ASSIGNMENT
Give back exactly the first lines of the entries below, through the line with "let drafts = DraftsService::list(&mut".

Dataset items
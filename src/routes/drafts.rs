use axum::{
    Json,
    extract::State,
    http::StatusCode,
    response::IntoResponse,
};
use serde::Deserialize;
use serde_json::Value as JsonValue;
use std::sync::Arc;
use validator::Validate;

use crate::{
    AppState,
    db::models::api::{ApiResponse, ResponseMeta},
    error::AppResult,
    middleware::auth::AuthUserInfo,
    services::DraftsService,
    validation::{PathParam, ValidatedJson},
};

#[derive(Deserialize, Validate)]
pub struct DraftRequest {
    pub payload: JsonValue,
}

pub async fn upsert_draft(
    State(state): State<Arc<AppState>>,
    auth: AuthUserInfo,
    PathParam(client_draft_id): PathParam<String>,
    ValidatedJson(req): ValidatedJson<DraftRequest>,
) -> AppResult<impl IntoResponse> {
    let mut conn = state.db.get()?;
    let result = DraftsService::upsert(&mut conn, &auth.context(), &client_draft_id, req.payload)?;

    let message = if result.changed {
        "Draft saved"
    } else {
        "Draft unchanged"
    };
    Ok((StatusCode::OK, Json(ApiResponse::success(result, message))))
}

pub async fn list_drafts(
    State(state): State<Arc<AppState>>,
    auth: AuthUserInfo,
) -> AppResult<impl IntoResponse> {
    let mut conn = state.db.get()?;
    let drafts = DraftsService::list(&mut conn, &auth.context())?;

    let meta = ResponseMeta::with_total(drafts.len() as i64);
    let response = ApiResponse::success_with_meta(drafts, "Drafts retrieved successfully", meta);
    Ok((StatusCode::OK, Json(response)))
}

pub async fn delete_draft(
    State(state): State<Arc<AppState>>,
    auth: AuthUserInfo,
    PathParam(client_draft_id): PathParam<String>,
) -> AppResult<impl IntoResponse> {
    let mut conn = state.db.get()?;
    DraftsService::delete(&mut conn, &auth.context(), &client_draft_id)?;

    Ok((StatusCode::OK, Json(ApiResponse::<()>::ok("Draft deleted"))))
}

pub async fn submit_draft(
    State(state): State<Arc<AppState>>,
    auth: AuthUserInfo,
    PathParam(client_draft_id): PathParam<String>,
) -> AppResult<impl IntoResponse> {
    let submission = {
        let mut conn = state.db.get()?;
        DraftsService::submit(&mut conn, &auth.context(), &client_draft_id)?
    };

    if submission.created {
        state.cache.invalidate_best_effort().await;
        let response = ApiResponse::created(submission.issue, "Draft submitted as a new issue");
        Ok((StatusCode::CREATED, Json(response)))
    } else {
        let response = ApiResponse::success(submission.issue, "Draft was already submitted");
        Ok((StatusCode::OK, Json(response)))
    }
}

ANSWER SPACE
filename src/routes/drafts.rs
use axum::{
    Json,
    extract::State,
    http::StatusCode,
    response::IntoResponse,
};
use serde::Deserialize;
use serde_json::Value as JsonValue;
use std::sync::Arc;
use validator::Validate;

use crate::{
    AppState,
    db::models::api::{ApiResponse, ResponseMeta},
    error::AppResult,
    middleware::auth::AuthUserInfo,
    services::DraftsService,
    validation::{PathParam, ValidatedJson},
};

#[derive(Deserialize, Validate)]
pub struct DraftRequest {
    pub payload: JsonValue,
}

pub async fn upsert_draft(
    State(state): State<Arc<AppState>>,
    auth: AuthUserInfo,
    PathParam(client_draft_id): PathParam<String>,
    ValidatedJson(req): ValidatedJson<DraftRequest>,
) -> AppResult<impl IntoResponse> {
    let mut conn = state.db.get()?;
    let result = DraftsService::upsert(&mut conn, &auth.context(), &client_draft_id, req.payload)?;

    let message = if result.changed {
        "Draft saved"
    } else {
        "Draft unchanged"
    };
    Ok((StatusCode::OK, Json(ApiResponse::success(result, message))))
}

pub async fn list_drafts(
    State(state): State<Arc<AppState>>,
    auth: AuthUserInfo,
) -> AppResult<impl IntoResponse> {
    let mut conn = state.db.get()?;
    let drafts = DraftsService::list(&mut conn, &auth.context())?;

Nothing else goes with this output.